Yesss! I wanted to design this thing for a while now, so awesome to see that it is already been done!

Update of something interesting that I found a few months back and forgot to mention... here's an interesting study showing that regular old sheep's wool can be used as a very effective hydroponics medium: http://www.actahort.org/books/779/779_36.htmhttp://www.actahort.org/books/... (they were growing cucumbers in the study in question).

So maybe I don't need to worry anymore about rockwool having a very energy-intense production process, and hence being a nasty expense. Where I live, people herd loads of sheep, so I can literally pick up clumps of dropped wool in nearby fields or on fences.

do you have photos or videos of the whole thing printed and working ???

Sadly no, I haven't been able to afford the plastic to print one yet, since filament prices are so extortionate here. However, I'll try to build a decent waste plastic grinder soon, and then I may either sand-cast negatives to injection-mould parts in (this could work really well as there are so many repeated parts), or build a 3mm filament extruder, to bring the monetary cost way down.

Hi, I'm trying to cut this out with a laser cutter, but i don't see the DXF version of the geared ring segment.  Do you have one?  Thanks

That's awesome to hear, since I've only just got in contact with an old friend who could help me to prototype this here.

I'll get a DXF of that up just now. I thought it could be awkward to laser-cut that part on account of the gearing being cut to half-depth and the remaining half of the outside edge being used to roll on, I guessed some other arrangement like cutting a notch out and gluing a toothed belt in that place could be neater, but if you have some experience with a laser cutter you might manage to cut this out in one go.

Another way to work this could be to cut out individual small curved 'rack & pinion' style rows of teeth and bolt them on the sides of each segment further radially-inwards, with a different motor mounting. Otherwise you could try replacing one idle bearing/pulley with a driving wheel turned by a motor, in order to turn the larger wheel by friction - this is what I've seen some commercial systems do.

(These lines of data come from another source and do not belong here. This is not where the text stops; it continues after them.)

use std::sync::Mutex;

use crate::errors::SinkError;
use crate::sink::{RecordSink, format_record};
use crate::source::{PartitionId, Record};

/// Keeps every delivered record in arrival order.
#[derive(Default)]
pub struct MemorySink {
    records: Mutex<Vec<Record>>,
}

impl MemorySink {
    pub fn new() -> Self {
        Self::default()
    }

    pub fn records(&self) -> Vec<Record> {
        self.records
            .lock()
            .map(|records| records.clone())
            .unwrap_or_default()
    }

    pub fn lines(&self) -> Vec<String> {
        self.records().iter().map(format_record).collect()
    }

    pub fn len(&self) -> usize {
        self.records.lock().map(|records| records.len()).unwrap_or(0)
    }

    pub fn is_empty(&self) -> bool {
        self.len() == 0
    }

    /// Payloads delivered for one partition, as text, in delivery order.
    pub fn payloads_for(&self, partition: PartitionId) -> Vec<String> {
        self.records()
            .iter()
            .filter(|record| record.partition == partition)
            .map(|record| record.payload_text().into_owned())
            .collect()
    }
}

impl RecordSink for MemorySink {
    fn deliver(&self, record: Record) -> Result<(), SinkError> {
        self.records
            .lock()
            .map_err(|_| SinkError::Poisoned)?
            .push(record);
        Ok(())
    }
}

Sorry for the misspellings on my previous comments.

Just some thought.

Weight - Looks as if the full assemble unit would have a tare wieght of about 15 - 18 lbs. When loaded and wattered (singl load - all sections loaded woul add another 8-10 lbs loaded (Water retained, plant medium
amp; full grown plant) . My concern is the narrowness and composition for the make up of the gears and ring teeth. Most systems this size woul use a metal gearing system tied to a chain drive that ould drive a set of rollers on a single axis that is driving both sides of the wheel . This would definitely eliminate the wear on the rings segment and facilitate easier maintenence on the drive unit. (if 1 segment of the geared ring faile, you have to reproduce a new segment and put it in place. thereby possibly causing imbalance of the ring assembly. Just a thought.

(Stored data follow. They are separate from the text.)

use std::process::ExitCode;
use std::sync::Arc;

use anyhow::{Context, Result};
use clap::error::ErrorKind;
use clap::{CommandFactory, Parser};
use poller_core::config::{ConsumerConfig, StreamResource, load_tuning};
use poller_core::sink::console::ConsoleSink;
use poller_core::source::kafka::KafkaStreamClient;
use poller_core::telemetry::init_tracing;
use poller_core::{EventConsumer, PollSettings, StartPosition};
use tracing::{error, info, warn};

/// Prints every event of every partition of an event hub to stdout.
///
/// What it does at a high-level:
///     Build and validate config from flags and an optional YAML file.
///     Look up the partitions of the hub and open one receiver per partition.
///     Poll all partitions concurrently until Ctrl-C, printing
///     `Partition <id>, Event <body>` for each event.
#[derive(Parser, Debug)]
#[command(version, about, long_about = None)]
struct Args {
    /// Event hub name
    #[arg(short = 'e', long)]
    ehname: String,

    /// Namespace hosting the event hub
    #[arg(short, long)]
    namespace: String,

    /// Shared access key name
    #[arg(short, long)]
    key: String,

    /// Shared access key
    #[arg(short, long, env = "EVENTHUB_TOKEN", hide_env_values = true)]
    token: String,

    /// YAML file with polling, retry and kafka settings
    #[arg(short, long)]
    config: Option<String>,

    #[arg(short, long)]
    batch_size: Option<usize>,

    #[arg(long)]
    consumer_group: Option<String>,

    /// start, end or an offset
    #[arg(long)]
    start: Option<StartPosition>,

    /// Comma separated partition ids, defaults to all partitions
    #[arg(long, value_delimiter = ',')]
    partitions: Option<Vec<i32>>,

    /// Plain Kafka brokers to use instead of the namespace endpoint
    #[arg(long)]
    bootstrap_servers: Option<String>,
}

impl Args {
    fn into_config(self) -> Result<ConsumerConfig> {
        let mut tuning = load_tuning(self.config.as_deref())?;

        if let Some(batch_size) = self.batch_size {
            tuning.polling.batch_size = batch_size;
        }
        if let Some(group) = self.consumer_group {
            tuning.polling.consumer_group = group;
        }
        if let Some(start) = self.start {
            tuning.polling.start_position = start;
        }
        if self.partitions.is_some() {
            tuning.polling.partitions = self.partitions;
        }
        if self.bootstrap_servers.is_some() {
            tuning.kafka.bootstrap_servers = self.bootstrap_servers;
        }

        let resource = StreamResource::new(self.namespace, self.ehname, self.key, self.token);
        Ok(ConsumerConfig::new(resource, tuning))
    }
}

#[tokio::main]
async fn main() -> Result<ExitCode> {
    let args = Args::parse();
    init_tracing();

    let config = match args.into_config() {
        Ok(config) => config,
        Err(e) => usage_error(ErrorKind::Io, format!("{e:#}")),
    };
    if let Err(e) = config.validate() {
        usage_error(ErrorKind::ValueValidation, e.to_string());
    }

    info!(
        namespace = %config.resource.namespace,
        ehname = %config.resource.name,
        batch_size = config.polling.batch_size,
        start = ?config.polling.start_position,
        "Starting console consumer"
    );

    let client = match KafkaStreamClient::connect(&config).context("Failed to create stream client") {
        Ok(client) => client,
        Err(e) => usage_error(ErrorKind::Io, format!("{e:#}")),
    };
    let consumer = EventConsumer::new(
        Arc::new(client),
        Arc::new(ConsoleSink::stdout()),
        PollSettings::from(&config),
    );

    let cancel = consumer.cancellation_token();
    tokio::spawn(async move {
        match tokio::signal::ctrl_c().await {
            Ok(()) => info!("Ctrl-C received, stopping"),
            Err(e) => warn!(error = %e, "Cannot listen for Ctrl-C, stopping"),
        }
        cancel.cancel();
    });

    // Errors out of run() all happen before polling starts.
    let report = match consumer.run().await.context("Console consumer failed to start") {
        Ok(report) => report,
        Err(e) => usage_error(ErrorKind::Io, format!("{e:#}")),
    };

    info!(
        records = report.records_delivered(),
        report = %serde_json::to_string(&report)?,
        "Console consumer stopped"
    );

    if report.has_failures() {
        error!(resource = %report.resource, "One or more partitions ended with an error");
        return Ok(ExitCode::FAILURE);
    }
    Ok(ExitCode::SUCCESS)
}

/// Startup failures are reported with the usage text and a non-zero exit.
fn usage_error(kind: ErrorKind, message: String) -> ! {
    error!(error = %message, "Startup failed");
    Args::command().error(kind, message).exit()
}

#[cfg(test)]
mod tests {
    use super::*;

    #[test]
    fn test_args_are_well_formed() {
        Args::command().debug_assert();
    }

    #[test]
    fn test_flags_override_defaults() {
        let args = Args::try_parse_from([
            "eh-console-consumer",
            "-e",
            "telemetry",
            "-n",
            "contoso",
            "-k",
            "RootManageSharedAccessKey",
            "-t",
            "secret",
            "-b",
            "25",
            "--start",
            "end",
            "--partitions",
            "0,2",
        ])
        .unwrap();

        let config = args.into_config().unwrap();
        assert_eq!(config.resource.name, "telemetry");
        assert_eq!(config.polling.batch_size, 25);
        assert_eq!(config.polling.start_position, StartPosition::EndOfStream);
        assert_eq!(config.polling.partitions, Some(vec![0, 2]));
        assert!(config.validate().is_ok());
    }

    #[test]
    fn test_oversized_batch_fails_validation() {
        let args = Args::try_parse_from([
            "eh-console-consumer",
            "-e",
            "telemetry",
            "-n",
            "contoso",
            "-k",
            "key",
            "-t",
            "secret",
            "-b",
            "18446744073709551615",
        ])
        .unwrap();

        let config = args.into_config().unwrap();
        assert!(config.validate().is_err());
    }

    #[test]
    fn test_missing_required_flag_is_rejected() {
        let err = Args::try_parse_from(["eh-console-consumer", "-e", "telemetry", "-n", "contoso"])
            .unwrap_err();
        assert_eq!(err.kind(), ErrorKind::MissingRequiredArgument);
    }

    #[test]
    fn test_bad_start_position_is_rejected() {
        let result = Args::try_parse_from([
            "eh-console-consumer",
            "-e",
            "telemetry",
            "-n",
            "contoso",
            "-k",
            "key",
            "-t",
            "secret",
            "--start",
            "yesterday",
        ]);
        assert!(result.is_err());
    }
}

Instead of producing a plant holder, perhaps it would be better to develop a "holding" device so that standard size 3" or 4" planting cones/cups could be used. This would greatly reduce production time and increase avability of plant medium/containers that are avaiableat and lawn and garden cent
er. Also would shorten harvest and reduce requirement for some disassembly the unit to get to plant holders.

In addition to that my question is that can you utilize every segment of the wheel to hold the lants. From forst look, it appears you can. This will increase capacity of growing product

In addition, one should make this material thath is dark grey or black, as white has a tendency to be effected by UV rays and suseptible to algae/moss growth.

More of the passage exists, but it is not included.